• [Exercise aim]
What is needed is an exact copy of the lines in the listing below, from the one with "pub fn len(&self)" up to and including the one with "let mut pairs: Vec<_>", with no other lines.
:::
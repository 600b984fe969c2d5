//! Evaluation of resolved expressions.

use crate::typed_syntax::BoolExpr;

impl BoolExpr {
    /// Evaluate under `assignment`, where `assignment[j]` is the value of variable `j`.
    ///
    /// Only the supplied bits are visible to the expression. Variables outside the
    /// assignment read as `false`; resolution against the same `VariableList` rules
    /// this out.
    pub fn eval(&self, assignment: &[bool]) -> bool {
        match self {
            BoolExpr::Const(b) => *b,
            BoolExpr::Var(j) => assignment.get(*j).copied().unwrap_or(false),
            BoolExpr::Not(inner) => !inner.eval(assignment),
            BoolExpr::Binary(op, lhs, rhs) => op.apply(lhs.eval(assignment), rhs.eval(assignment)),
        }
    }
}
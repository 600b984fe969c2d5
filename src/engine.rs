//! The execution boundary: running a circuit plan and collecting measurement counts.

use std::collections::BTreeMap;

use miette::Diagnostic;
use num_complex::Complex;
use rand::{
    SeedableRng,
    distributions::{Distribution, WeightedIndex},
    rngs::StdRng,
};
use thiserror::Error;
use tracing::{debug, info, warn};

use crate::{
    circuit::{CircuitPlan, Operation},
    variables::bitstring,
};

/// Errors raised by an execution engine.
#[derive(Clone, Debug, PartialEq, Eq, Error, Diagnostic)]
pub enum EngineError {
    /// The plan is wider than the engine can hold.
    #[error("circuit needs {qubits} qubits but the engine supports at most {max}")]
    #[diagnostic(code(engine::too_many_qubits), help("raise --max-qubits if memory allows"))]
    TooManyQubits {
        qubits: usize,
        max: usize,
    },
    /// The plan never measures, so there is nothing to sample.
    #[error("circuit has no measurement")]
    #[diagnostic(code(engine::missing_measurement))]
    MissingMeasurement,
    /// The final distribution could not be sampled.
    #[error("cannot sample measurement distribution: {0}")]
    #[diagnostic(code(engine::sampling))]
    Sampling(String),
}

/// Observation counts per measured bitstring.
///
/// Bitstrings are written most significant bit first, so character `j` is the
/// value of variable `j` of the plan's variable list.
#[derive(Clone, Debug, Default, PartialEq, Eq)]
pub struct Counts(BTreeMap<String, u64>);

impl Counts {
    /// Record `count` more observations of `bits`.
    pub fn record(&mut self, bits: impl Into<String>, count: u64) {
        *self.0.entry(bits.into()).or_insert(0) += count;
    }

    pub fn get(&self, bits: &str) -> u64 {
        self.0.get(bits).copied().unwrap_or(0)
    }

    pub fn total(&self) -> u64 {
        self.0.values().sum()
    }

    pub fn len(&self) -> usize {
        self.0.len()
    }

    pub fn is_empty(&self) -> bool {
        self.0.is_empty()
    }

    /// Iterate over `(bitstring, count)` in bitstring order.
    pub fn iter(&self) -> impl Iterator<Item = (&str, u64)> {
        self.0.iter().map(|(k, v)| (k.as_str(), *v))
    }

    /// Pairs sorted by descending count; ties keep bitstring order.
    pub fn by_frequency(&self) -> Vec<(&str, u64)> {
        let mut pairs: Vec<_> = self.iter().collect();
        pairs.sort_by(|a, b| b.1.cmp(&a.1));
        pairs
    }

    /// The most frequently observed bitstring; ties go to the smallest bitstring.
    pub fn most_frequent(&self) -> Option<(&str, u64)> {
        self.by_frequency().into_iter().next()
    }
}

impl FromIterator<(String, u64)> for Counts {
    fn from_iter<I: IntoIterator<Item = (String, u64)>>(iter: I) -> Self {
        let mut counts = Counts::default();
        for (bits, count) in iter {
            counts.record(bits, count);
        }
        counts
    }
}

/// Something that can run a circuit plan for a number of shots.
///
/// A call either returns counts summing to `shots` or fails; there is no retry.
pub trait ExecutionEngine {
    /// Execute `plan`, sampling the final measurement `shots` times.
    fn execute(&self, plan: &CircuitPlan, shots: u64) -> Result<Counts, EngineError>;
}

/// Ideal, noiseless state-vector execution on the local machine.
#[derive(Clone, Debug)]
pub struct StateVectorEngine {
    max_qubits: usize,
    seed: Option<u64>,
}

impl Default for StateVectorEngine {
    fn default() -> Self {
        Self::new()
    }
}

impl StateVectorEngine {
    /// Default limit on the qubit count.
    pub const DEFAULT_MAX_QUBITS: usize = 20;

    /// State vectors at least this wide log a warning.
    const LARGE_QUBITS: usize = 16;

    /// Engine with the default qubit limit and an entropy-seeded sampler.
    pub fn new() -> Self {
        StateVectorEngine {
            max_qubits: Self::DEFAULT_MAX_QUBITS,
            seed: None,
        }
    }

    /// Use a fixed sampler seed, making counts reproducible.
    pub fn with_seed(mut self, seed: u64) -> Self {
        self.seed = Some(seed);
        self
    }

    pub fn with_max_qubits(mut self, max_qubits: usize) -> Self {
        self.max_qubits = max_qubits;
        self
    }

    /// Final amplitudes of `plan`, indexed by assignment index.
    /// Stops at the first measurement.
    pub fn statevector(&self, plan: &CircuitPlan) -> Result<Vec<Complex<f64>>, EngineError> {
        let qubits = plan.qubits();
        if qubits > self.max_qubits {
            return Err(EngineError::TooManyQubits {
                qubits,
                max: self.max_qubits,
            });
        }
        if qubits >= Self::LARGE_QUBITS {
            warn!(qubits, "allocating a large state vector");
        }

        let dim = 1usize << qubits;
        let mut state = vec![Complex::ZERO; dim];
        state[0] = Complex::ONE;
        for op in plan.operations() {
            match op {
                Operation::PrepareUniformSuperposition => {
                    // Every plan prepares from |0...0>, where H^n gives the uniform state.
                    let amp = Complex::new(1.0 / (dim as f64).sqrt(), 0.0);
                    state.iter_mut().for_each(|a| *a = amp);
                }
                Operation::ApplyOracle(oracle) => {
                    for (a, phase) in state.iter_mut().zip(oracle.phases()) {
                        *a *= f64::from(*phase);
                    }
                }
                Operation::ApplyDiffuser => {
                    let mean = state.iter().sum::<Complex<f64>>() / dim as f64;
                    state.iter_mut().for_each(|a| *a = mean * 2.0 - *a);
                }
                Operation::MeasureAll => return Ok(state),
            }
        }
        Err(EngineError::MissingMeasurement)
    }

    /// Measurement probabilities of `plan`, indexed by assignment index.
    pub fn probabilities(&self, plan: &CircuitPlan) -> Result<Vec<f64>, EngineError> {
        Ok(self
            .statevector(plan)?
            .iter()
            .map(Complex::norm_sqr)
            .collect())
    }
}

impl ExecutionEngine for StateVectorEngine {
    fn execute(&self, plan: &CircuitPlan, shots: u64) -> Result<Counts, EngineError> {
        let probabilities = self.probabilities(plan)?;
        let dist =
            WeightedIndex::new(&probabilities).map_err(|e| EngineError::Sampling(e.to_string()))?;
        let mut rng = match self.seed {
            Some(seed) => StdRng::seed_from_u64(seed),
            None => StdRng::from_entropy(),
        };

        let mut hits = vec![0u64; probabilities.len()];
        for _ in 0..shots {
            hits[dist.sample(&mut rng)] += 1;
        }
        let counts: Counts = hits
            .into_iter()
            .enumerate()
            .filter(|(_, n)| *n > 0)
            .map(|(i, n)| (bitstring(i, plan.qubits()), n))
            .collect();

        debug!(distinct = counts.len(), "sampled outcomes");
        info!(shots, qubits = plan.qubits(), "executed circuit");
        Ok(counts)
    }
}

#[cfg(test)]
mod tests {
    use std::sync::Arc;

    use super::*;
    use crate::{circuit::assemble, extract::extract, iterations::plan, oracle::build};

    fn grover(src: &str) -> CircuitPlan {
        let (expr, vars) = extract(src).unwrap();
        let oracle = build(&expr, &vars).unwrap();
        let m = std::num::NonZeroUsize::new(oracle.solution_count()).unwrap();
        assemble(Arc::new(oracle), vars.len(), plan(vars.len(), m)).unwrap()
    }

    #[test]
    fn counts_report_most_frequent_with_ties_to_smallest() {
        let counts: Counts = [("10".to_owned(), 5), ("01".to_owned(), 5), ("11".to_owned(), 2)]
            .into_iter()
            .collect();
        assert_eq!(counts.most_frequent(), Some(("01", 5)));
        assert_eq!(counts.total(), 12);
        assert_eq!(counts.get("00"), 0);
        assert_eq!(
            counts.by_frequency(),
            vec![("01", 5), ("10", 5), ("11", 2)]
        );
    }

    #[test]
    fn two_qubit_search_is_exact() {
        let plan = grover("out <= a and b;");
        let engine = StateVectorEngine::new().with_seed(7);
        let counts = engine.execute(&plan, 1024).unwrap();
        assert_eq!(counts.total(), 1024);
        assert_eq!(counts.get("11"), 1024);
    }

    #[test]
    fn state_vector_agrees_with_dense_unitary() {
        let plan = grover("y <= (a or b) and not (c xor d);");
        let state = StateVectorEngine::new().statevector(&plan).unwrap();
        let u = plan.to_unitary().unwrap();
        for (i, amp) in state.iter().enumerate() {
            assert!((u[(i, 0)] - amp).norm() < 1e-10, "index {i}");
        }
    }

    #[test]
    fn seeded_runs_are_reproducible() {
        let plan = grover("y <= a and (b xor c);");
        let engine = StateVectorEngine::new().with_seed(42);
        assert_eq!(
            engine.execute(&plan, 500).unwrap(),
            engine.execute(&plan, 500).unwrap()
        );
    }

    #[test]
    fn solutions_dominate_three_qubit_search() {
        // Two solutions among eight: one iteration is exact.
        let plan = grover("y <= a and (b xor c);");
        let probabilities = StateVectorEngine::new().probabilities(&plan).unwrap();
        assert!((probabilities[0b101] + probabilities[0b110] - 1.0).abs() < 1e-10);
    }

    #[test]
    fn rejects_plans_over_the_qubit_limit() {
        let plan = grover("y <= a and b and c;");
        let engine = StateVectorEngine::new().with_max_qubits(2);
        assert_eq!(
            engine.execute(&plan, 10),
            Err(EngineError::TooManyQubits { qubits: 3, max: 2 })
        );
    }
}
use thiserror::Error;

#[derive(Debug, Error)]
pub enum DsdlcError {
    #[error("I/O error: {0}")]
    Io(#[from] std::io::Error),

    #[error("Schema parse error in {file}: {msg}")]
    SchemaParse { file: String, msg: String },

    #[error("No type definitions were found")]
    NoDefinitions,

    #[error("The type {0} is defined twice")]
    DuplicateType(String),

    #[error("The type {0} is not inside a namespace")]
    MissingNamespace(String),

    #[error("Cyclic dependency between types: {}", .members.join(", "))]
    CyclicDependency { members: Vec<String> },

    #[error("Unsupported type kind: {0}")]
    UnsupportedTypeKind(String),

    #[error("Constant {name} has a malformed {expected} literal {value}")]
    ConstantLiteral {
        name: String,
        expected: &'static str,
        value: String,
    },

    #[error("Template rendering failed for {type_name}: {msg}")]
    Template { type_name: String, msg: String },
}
:::
• [Solved exercise]
    pub fn len(&self) -> usize {
        self.0.len()
    }

    pub fn is_empty(&self) -> bool {
        self.0.is_empty()
    }

    /// Iterate over `(bitstring, count)` in bitstring order.
    pub fn iter(&self) -> impl Iterator<Item = (&str, u64)> {
        self.0.iter().map(|(k, v)| (k.as_str(), *v))
    }

    /// Pairs sorted by descending count; ties keep bitstring order.
    pub fn by_frequency(&self) -> Vec<(&str, u64)> {
        let mut pairs: Vec<_> = self.iter().collect();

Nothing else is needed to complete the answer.